** Opening Data supplied block **

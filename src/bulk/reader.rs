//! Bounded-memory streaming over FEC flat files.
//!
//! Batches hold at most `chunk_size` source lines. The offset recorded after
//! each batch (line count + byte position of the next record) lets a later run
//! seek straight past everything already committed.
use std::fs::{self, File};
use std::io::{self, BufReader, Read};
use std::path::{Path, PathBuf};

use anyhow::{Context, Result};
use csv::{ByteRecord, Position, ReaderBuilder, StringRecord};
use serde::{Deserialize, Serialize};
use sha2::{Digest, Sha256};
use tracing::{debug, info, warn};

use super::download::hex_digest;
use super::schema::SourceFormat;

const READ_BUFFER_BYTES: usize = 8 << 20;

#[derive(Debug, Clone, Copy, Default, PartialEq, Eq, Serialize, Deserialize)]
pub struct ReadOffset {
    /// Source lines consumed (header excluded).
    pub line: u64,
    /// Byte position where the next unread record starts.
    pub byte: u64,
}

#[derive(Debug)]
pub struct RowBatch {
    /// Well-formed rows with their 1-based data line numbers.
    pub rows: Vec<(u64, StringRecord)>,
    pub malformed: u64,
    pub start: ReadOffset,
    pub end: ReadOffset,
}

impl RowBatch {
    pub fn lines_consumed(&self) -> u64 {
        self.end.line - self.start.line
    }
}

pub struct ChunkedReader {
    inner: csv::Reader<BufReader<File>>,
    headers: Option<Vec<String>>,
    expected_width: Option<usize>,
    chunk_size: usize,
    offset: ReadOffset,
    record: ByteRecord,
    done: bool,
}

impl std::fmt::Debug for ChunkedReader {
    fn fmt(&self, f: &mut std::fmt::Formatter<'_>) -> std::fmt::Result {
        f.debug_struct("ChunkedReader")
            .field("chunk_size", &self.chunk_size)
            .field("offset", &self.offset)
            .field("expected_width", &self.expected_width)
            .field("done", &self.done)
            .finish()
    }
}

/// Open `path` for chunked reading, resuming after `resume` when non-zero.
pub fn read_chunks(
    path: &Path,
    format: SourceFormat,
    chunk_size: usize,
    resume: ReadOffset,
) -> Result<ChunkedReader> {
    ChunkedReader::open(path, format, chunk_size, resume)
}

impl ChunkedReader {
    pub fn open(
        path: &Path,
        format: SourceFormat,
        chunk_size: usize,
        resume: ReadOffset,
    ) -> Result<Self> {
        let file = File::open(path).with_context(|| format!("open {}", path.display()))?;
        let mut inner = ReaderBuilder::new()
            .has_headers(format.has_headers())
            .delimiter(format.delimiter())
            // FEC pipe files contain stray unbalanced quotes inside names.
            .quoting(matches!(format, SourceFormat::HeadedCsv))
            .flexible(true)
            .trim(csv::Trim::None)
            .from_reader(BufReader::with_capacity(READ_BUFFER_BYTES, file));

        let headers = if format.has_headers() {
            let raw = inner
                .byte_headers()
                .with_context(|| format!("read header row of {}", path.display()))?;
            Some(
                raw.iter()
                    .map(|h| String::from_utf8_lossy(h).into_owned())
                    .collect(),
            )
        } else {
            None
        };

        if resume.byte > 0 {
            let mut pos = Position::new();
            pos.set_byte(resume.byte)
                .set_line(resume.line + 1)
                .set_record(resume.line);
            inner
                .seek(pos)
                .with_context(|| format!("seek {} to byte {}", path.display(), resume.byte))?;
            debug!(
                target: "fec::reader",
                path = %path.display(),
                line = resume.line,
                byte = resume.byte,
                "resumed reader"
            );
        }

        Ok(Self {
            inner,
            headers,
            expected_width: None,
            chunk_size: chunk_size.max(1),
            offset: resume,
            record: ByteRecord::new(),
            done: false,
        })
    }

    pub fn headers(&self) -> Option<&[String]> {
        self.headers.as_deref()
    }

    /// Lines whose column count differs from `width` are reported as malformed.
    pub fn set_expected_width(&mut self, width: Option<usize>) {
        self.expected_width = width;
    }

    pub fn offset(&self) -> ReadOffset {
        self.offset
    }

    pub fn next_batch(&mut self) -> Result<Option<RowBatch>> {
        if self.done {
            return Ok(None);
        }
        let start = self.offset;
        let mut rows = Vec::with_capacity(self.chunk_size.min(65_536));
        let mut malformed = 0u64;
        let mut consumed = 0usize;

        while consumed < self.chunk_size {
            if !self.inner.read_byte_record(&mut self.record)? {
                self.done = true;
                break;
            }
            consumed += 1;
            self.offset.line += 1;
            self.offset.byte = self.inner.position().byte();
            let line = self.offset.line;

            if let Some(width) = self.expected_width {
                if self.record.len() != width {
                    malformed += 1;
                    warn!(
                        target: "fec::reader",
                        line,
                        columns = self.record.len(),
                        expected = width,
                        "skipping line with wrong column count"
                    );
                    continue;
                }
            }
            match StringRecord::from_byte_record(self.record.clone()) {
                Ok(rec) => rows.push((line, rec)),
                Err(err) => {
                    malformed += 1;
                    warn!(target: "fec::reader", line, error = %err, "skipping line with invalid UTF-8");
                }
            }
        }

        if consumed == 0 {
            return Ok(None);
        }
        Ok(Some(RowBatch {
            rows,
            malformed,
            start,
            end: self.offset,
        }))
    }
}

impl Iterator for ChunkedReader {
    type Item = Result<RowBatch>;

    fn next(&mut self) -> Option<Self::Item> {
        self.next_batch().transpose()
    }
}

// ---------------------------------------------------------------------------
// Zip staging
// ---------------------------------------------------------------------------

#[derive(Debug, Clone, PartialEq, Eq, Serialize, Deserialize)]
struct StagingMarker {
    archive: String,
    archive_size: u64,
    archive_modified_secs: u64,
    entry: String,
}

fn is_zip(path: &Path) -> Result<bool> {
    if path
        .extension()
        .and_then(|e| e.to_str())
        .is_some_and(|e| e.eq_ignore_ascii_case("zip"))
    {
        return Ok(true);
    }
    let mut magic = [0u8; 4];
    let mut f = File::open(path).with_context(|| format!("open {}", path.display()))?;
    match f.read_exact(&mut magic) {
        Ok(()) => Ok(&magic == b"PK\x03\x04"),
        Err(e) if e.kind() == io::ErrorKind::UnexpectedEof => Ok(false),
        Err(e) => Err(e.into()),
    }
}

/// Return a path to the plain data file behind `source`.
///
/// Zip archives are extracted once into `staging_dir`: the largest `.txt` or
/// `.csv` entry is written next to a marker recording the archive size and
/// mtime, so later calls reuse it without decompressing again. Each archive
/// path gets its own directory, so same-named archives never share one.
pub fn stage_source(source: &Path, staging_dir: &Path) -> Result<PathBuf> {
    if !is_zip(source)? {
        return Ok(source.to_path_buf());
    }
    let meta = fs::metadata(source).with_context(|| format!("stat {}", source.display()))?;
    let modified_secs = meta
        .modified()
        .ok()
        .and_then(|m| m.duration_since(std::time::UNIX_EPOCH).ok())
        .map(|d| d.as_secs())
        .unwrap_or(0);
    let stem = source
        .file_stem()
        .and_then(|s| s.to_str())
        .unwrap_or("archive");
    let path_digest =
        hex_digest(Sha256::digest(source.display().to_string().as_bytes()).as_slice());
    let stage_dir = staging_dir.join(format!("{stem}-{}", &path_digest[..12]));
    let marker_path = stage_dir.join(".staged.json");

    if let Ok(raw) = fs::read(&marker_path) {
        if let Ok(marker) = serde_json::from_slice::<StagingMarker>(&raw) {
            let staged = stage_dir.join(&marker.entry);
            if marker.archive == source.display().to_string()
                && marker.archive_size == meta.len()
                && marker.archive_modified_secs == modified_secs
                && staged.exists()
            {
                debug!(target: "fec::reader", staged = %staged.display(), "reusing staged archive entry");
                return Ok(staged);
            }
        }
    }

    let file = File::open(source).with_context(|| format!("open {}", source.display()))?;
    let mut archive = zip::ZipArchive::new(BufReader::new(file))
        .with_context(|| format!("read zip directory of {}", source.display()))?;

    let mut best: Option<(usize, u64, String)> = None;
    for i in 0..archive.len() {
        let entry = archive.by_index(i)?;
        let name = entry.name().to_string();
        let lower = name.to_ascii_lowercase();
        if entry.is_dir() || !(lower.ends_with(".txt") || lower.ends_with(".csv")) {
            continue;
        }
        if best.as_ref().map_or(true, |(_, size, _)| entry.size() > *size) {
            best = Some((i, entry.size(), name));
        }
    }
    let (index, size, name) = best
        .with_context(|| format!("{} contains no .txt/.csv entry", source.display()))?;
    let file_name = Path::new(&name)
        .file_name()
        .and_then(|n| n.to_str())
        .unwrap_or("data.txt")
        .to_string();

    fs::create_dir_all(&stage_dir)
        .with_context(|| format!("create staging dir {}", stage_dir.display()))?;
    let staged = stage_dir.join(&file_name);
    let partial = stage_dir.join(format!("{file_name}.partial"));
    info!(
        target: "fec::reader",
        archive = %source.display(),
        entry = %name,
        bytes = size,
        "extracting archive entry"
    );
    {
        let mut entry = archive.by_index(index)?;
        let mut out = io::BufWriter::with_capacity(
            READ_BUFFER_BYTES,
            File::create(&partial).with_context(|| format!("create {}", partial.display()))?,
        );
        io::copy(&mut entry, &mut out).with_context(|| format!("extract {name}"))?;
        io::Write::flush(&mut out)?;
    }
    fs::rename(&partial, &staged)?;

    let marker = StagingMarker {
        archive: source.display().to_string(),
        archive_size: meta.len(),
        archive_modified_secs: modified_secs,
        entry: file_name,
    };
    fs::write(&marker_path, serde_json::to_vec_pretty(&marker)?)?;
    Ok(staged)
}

** Closing Data supplied block **
** Opening Data supplied block **

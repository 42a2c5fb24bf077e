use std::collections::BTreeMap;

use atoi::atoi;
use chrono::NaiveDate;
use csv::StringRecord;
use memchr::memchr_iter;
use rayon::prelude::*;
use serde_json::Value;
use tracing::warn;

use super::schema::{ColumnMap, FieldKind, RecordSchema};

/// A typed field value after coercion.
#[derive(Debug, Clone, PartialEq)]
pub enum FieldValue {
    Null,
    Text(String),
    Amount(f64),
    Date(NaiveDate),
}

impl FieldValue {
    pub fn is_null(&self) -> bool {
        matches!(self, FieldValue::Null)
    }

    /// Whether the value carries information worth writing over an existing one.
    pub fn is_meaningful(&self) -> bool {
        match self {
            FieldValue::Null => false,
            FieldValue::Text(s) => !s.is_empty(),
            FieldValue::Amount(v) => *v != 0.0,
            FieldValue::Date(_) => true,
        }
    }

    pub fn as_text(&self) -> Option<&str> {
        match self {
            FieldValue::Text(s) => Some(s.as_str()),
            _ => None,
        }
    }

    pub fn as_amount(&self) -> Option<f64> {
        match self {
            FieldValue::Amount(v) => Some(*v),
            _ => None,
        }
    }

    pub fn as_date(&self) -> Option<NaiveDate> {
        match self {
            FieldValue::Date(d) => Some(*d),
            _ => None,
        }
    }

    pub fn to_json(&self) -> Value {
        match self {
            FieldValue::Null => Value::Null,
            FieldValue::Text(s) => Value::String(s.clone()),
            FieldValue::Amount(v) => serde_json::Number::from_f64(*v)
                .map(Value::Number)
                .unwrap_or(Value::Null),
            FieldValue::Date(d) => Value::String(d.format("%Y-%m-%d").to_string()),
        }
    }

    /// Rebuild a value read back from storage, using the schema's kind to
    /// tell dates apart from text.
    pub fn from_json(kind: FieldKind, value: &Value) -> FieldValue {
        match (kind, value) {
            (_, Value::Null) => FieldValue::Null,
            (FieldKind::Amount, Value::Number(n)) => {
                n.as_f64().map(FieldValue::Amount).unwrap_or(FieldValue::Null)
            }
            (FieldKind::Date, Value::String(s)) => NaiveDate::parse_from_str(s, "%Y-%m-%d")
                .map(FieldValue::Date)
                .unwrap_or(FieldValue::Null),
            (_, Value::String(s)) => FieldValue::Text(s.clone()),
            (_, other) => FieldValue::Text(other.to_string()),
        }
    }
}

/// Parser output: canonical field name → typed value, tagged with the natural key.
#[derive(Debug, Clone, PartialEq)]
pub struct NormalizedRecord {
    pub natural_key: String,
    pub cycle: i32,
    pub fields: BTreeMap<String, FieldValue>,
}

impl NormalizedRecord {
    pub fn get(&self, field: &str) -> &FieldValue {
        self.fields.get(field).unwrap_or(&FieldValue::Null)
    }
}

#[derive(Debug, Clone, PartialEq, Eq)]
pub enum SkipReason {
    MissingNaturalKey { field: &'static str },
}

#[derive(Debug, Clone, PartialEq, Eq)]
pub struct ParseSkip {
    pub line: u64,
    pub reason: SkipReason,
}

** Closing Data supplied block **

## [Work request]
Reproduce exactly the entries above, limited to the lines from the one with "filename src/bulk/reader.rs" through the one with "pub fn lines_consumed(&self)", both included.

## [Task response]
filename src/bulk/reader.rs
//! Bounded-memory streaming over FEC flat files.
//!
//! Batches hold at most `chunk_size` source lines. The offset recorded after
//! each batch (line count + byte position of the next record) lets a later run
//! seek straight past everything already committed.
use std::fs::{self, File};
use std::io::{self, BufReader, Read};
use std::path::{Path, PathBuf};

use anyhow::{Context, Result};
use csv::{ByteRecord, Position, ReaderBuilder, StringRecord};
use serde::{Deserialize, Serialize};
use sha2::{Digest, Sha256};
use tracing::{debug, info, warn};

use super::download::hex_digest;
use super::schema::SourceFormat;

const READ_BUFFER_BYTES: usize = 8 << 20;

#[derive(Debug, Clone, Copy, Default, PartialEq, Eq, Serialize, Deserialize)]
pub struct ReadOffset {
    /// Source lines consumed (header excluded).
    pub line: u64,
    /// Byte position where the next unread record starts.
    pub byte: u64,
}

#[derive(Debug)]
pub struct RowBatch {
    /// Well-formed rows with their 1-based data line numbers.
    pub rows: Vec<(u64, StringRecord)>,
    pub malformed: u64,
    pub start: ReadOffset,
    pub end: ReadOffset,
}

impl RowBatch {
    pub fn lines_consumed(&self) -> u64 {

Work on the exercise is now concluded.